Looking forward to more stories in the series.
I've always thought it's weird that americans call doctors physicians. I think they're the only ones who do so.
Still think my resus was worse.
Nice story. Glad you were able to "take over".
Don't you just love it when stubbornness gets in the way of reason?
when you said resus i thought it was going to be a story about a monkey. it was, it turns out.
Upper body strength; who says doctors are weaklings? Nice work!
sid, wouldn't that be rhesus? but good point none the less.
buckeye, please differentiate between physicians and surgeons. surgeons are certainly not weaklings.
That is just sad!
Don't hear the word physician much around the surgeons. To me the word physician conjures up the image of a Family Practice doc.

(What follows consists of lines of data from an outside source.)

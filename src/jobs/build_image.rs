// src/jobs/build_image.rs

//! Build one image

use super::{JobIdentity, shell_quote};
use crate::api::Endpoint;
use crate::backend::Task;
use crate::db::models::{Image, ImageStatus};
use crate::error::Result;
use crate::farm::BuildFarm;
use crate::repo::RepoKind;
use rusqlite::Connection;

pub fn run(farm: &BuildFarm, conn: &Connection, image: &mut Image) -> Result<i64> {
    let mirror_final = super::repo_url(farm, RepoKind::Final, &image.branch, None);
    let prefix = format!("{}-{}-{}", image.branch, image.device, image.ui);

    let tasks = vec![
        Task::new(
            "img_prepare",
            format!(
                r#"
            pmbootstrap config device {}
            pmbootstrap config ui {}
            pmbootstrap config extra_packages none
            "#,
                shell_quote(&image.device),
                shell_quote(&image.ui)
            ),
        ),
        Task::new(
            "install",
            format!(
                r#"
            pmbootstrap \
                -mp {} \
                --aports="$PWD/pmaports" \
                --details-to-stdout \
                install \
                --no-sparse \
                --password 147147
            "#,
                shell_quote(&mirror_final)
            ),
        ),
        Task::new(
            "export",
            format!(
                r#"
            dir_name="$(date -u +%Y%m%d-%H%M)"
            echo "$dir_name" > dir_name
            mkdir -p out
            work="$(pmbootstrap -q config work)"
            sudo cp "$work/chroot_native/home/pmos/rootfs/"*.img \
                "out/$dir_name-{}.img"
            sudo chown -R "$(id -u)" out
            xz -0 -T0 out/*.img
            cd out
            for f in *; do
                sha256sum "$f" > "$f.sha256"
            done
            "#,
                prefix
            ),
        ),
        super::callback_task(
            farm,
            Endpoint::BuildImage,
            &[
                ("Branch", shell_quote(&image.branch)),
                ("Device", shell_quote(&image.device)),
                ("Ui", shell_quote(&image.ui)),
                ("Version", "\"$(cat dir_name)\"".to_string()),
            ],
            "out/*",
        ),
    ];

    let note = format!("Build image: `{}/{}:{}`", image.branch, image.device, image.ui);
    let identity = JobIdentity {
        device: Some(image.device.clone()),
        ui: Some(image.ui.clone()),
        retry_count: Some(image.retry_count),
        ..JobIdentity::new(&image.branch)
    };
    let job_id = super::run(farm, conn, "build_image", &note, tasks, &identity)?;

    if image.status == ImageStatus::Failed {
        image.increment_retry_count(conn)?;
    }
    image.set_status_and_job(conn, ImageStatus::Building, Some(job_id))?;
    Ok(job_id)
}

i know how we spell rhesus over here. but you call nurses "sister." anything's possible.
shocking,but not unusual...
i did a resus on a neonate last year, alas, was assigned a student nurse to help me: bad idea. while bagging, i asked for a size 3 et tube and laryngoscope... and was handed a NASOGASTRIC tube! she couldnt understand my agitation: a tube's a tube, right? things went from bad to worse, ending with me losing my temper a little bit, and sadly, a baby dying.
Yes, I thought you were going to talk about a monkey too!
Had a somewhat similar experience. Not a resus but also about airways. A RECOVERY ROOM nurse placed a nasal cannula on a post-op patient who had an endotracheal tube. O_O
You sound like LeBron James shouldering to block a pass...right on!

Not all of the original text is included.